We always wonder how Amazon recommends products to different users to buy online.
How On-demand Video platform such as Netflix recommends movies to its subscribers to watch?
How apps such as Podcast and Spotify recommend music to their users to listen to?
Let’s understand what is Recommendation System?
There is no magic, they use the recommendation system algorithm to make this happen. With the growing amount of data and with a significant rise in the number of users, it becomes increasingly important for companies to search, map, and provide users with the relevant chunk of useful information according to their preferences and tastes.
Imagine a scenario when a user needs to buy something from an online store. Due to the tremendous amount of data, a user may not be able to find his/her required information and thereby would leave the website thereby decreasing the user experience of the website.
This is called Information Overload.
This leads to the loss of the companies and to overcome this situation, recommender systems are used.

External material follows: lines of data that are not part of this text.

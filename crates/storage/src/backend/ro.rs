//! Read-only storage backend.
//!
//! Wraps another implementation and prevents mutations from executing, but
//! indicates success on return. Used for dry runs.

use async_trait::async_trait;
use std::path::Path;

use crate::{BackendHandle, StorageBackend, error::Result};

/// Read-only storage backend.
///
/// Wraps another backend and silently drops all mutations, logging an
/// [`info event`](tracing::Event) for each one.
#[derive(Clone)]
pub struct ReadOnlyBackend {
    inner: BackendHandle,
}
impl ReadOnlyBackend {
    pub fn new(inner: BackendHandle) -> Self {
        Self { inner }
    }
}

#[async_trait]
impl StorageBackend for ReadOnlyBackend {
    fn name(&self) -> &str {
        self.inner.name()
    }

    async fn read(&self, path: &Path) -> Result<Vec<u8>> {
        self.inner.read(path).await
    }

    async fn write(&self, path: &Path, data: &[u8]) -> Result<()> {
        tracing::info!(key = %path.display(), bytes = data.len(), "Skipping write during dry run");
        Ok(())
    }

    async fn upload(&self, source: &Path, path: &Path) -> Result<()> {
        tracing::info!(key = %path.display(), source = %source.display(), "Skipping upload during dry run");
        Ok(())
    }

    async fn delete(&self, path: &Path) -> Result<()> {
        tracing::info!(key = %path.display(), "Skipping delete during dry run");
        Ok(())
    }
}

#[cfg(all(test, feature = "mock"))]
mod tests {
    use super::*;
    use crate::backend::MockBackend;
    use std::sync::Arc;

    #[tokio::test]
    async fn test_mutations_are_dropped() {
        let inner = Arc::new(MockBackend::with_files([("map.json", b"{}".to_vec())]));
        let backend = ReadOnlyBackend::new(inner.clone());
        backend.write(Path::new("map.json"), b"{\"modpacks\":{}}").await.unwrap();
        backend.delete(Path::new("map.json")).await.unwrap();
        backend.upload(Path::new("/nonexistent"), Path::new("a.jar")).await.unwrap();
        assert_eq!(backend.read(Path::new("map.json")).await.unwrap(), b"{}");
        assert!(inner.operations().await.is_empty());
    }
}
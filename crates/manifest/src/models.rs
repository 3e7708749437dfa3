//! Manifest records.
//!
//! Field names on the wire are what the launcher already reads, hence the
//! renames.

use serde::{Deserialize, Serialize};
use std::collections::BTreeMap;

/// One physical file under a scanned directory.
#[derive(Debug, Clone, PartialEq, Eq, Serialize, Deserialize)]
pub struct FileRecord {
    /// Base name of the file.
    pub file_name: String,
    /// Canonical absolute download URL.
    pub api_url: String,
    /// Object key: path relative to the repository root, `/`-separated.
    #[serde(rename = "yan_obj_storage")]
    pub storage_key: String,
    /// Lowercase hex digest of the file contents.
    #[serde(rename = "hash")]
    pub content_hash: String,
    /// Path relative to the scanned directory, `/`-separated. Clients
    /// download the file to this location.
    #[serde(rename = "dist_file_path")]
    pub dist_path: String,
}

/// Parameters for installing and running a modpack's server and client.
#[derive(Debug, Clone, PartialEq, Eq, Serialize, Deserialize)]
pub struct ServerConfig {
    /// Visible name of this modpack configuration.
    pub config_name: String,
    pub minecraft_version: String,
    pub forge_version: String,
    pub minecraft_profile: String,
    pub minecraft_server_ip: String,
    pub minecraft_server_port: String,
}

/// A modpack: its configuration plus its file groups.
#[derive(Debug, Clone, PartialEq, Eq, Serialize, Deserialize)]
pub struct Modpack {
    pub config: ServerConfig,
    /// Files every install needs.
    pub main_data: Vec<FileRecord>,
    /// Optional client-side groups, keyed by sub-directory name.
    #[serde(default)]
    pub client_additional_data: BTreeMap<String, Vec<FileRecord>>,
}

impl Modpack {
    /// Every file record of the modpack, main group first.
    pub fn records(&self) -> impl Iterator<Item = &FileRecord> {
        self.main_data.iter().chain(self.client_additional_data.values().flatten())
    }
}
//! Configuration Error Types
//!
//! This module provides structured errors using `exn` for automatic location
//! tracking and error tree construction.

use derive_more::{Display, Error};

/// A configuration error with automatic location tracking.
pub type Error = exn::Exn<ErrorKind>;
/// Result type alias for configuration operations.
pub type Result<T> = std::result::Result<T, Error>;

/// Actionable error categories.
#[derive(Debug, Display, Error)]
pub enum ErrorKind {
    /// A configuration source could not be read or merged.
    #[display("unable to load configuration")]
    Load,
    /// The merged configuration is structurally fine but semantically wrong.
    #[display("invalid configuration: {_0}")]
    Invalid(#[error(not(source))] String),
}

impl ErrorKind {
    /// Returns `true` if retrying might succeed.
    pub fn is_retryable(&self) -> bool {
        false
    }
}
//! Command Error Types
//!
//! Top of the error tree: each variant names the stage of a run that failed,
//! with the originating crate's error attached beneath it.

use derive_more::{Display, Error};

pub type Error = exn::Exn<ErrorKind>;
pub type Result<T> = std::result::Result<T, Error>;

#[derive(Debug, Display, Error)]
pub enum ErrorKind {
    #[display("unable to load configuration")]
    Config,
    #[display("unable to set up storage backend")]
    Storage,
    #[display("unable to build manifest")]
    Manifest,
    #[display("unable to synchronise storage")]
    Sync,
}
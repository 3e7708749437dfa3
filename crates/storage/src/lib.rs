//! Object storage for published modpack files.
//!
//! Every backend speaks in storage keys: forward-slash separated paths
//! relative to the bucket (or directory) root, as recorded in the manifest.

pub mod backend;
pub mod error;
mod path;

pub use crate::backend::StorageBackend;
pub use crate::path::{to_key, validate as validate_path};
use std::sync::Arc;

pub type BackendHandle = Arc<dyn StorageBackend + Send + Sync>;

Recommender systems are simple algorithms that aim to provide the most relevant and accurate items to the user by filtering useful stuff from a huge pool of information base. Recommendation engines discover data patterns in the data set by learning user’s choices and produces the outcomes that co-relates to their needs and interests.
We can say that the most general and basic definition of a recommendation system is “Recommender systems are systems that help users discover items which they may like”
There are mainly two types of recommendation system –
1. Content-based recommendation system –
Content is defined as the attributes of an item. So content-based methods are based on the description of an item and profile of the user’s preferences. It also recommends items similar to those which a given user has liked in the past.
The content-based recommender systems take into consideration the attributes or descriptions of items and items with similar descriptions are recommended together.
The user’s choices such as which items he is interested in. Which categories of items he like the most.
Say if a user likes watching action movies and doesn’t like watching horror movies then the recommender systems would recommend him only action movies and no horror movies would be recommended as the content or description of each and every movie is processed and movies similar to action movies are being recommended.
Based on that data, a user profile is generated, which is then used to make suggestions to the user.
2. Collaborative-based recommendation systems –
Collaborative filtering doesn’t need anything like content-based filtering.
It requires users’ historical preference on a set of items. Because it’s based on historical data, the core assumption here is that the users who have agreed in the past tend to also agree in the future.
Explicit Rating –
It is a rate given by a user to an item on a sliding scale, like 5 stars for Titanic or a thumbs up. This is the most direct feedback from users to show how much they like an item.
Implicit Rating –
It suggests the user’s preference indirectly, such as the number of clicks, time spent on a particular item, items added to the wish-list, and items added to the cart.
Then users with similar interests are clubbed together and items liked or watched by one user are recommended to the second user.
That’s why it is called collaborative filtering since the collaboration of different users is taken into account.
In simple words, say there are two users A and B.
User A watched movies such as Avengers, Avengers-Age of Ultron, and Avengers-Infinity War. User B, on the other hand, watched Avengers and Avengers-Infinity war. Since we can say that both user’s interest is similar then items watched by user A are being recommended to User B as they are sharing similar interests.
Therefore, the movie Avengers-Age of Ultron is being recommended to User B.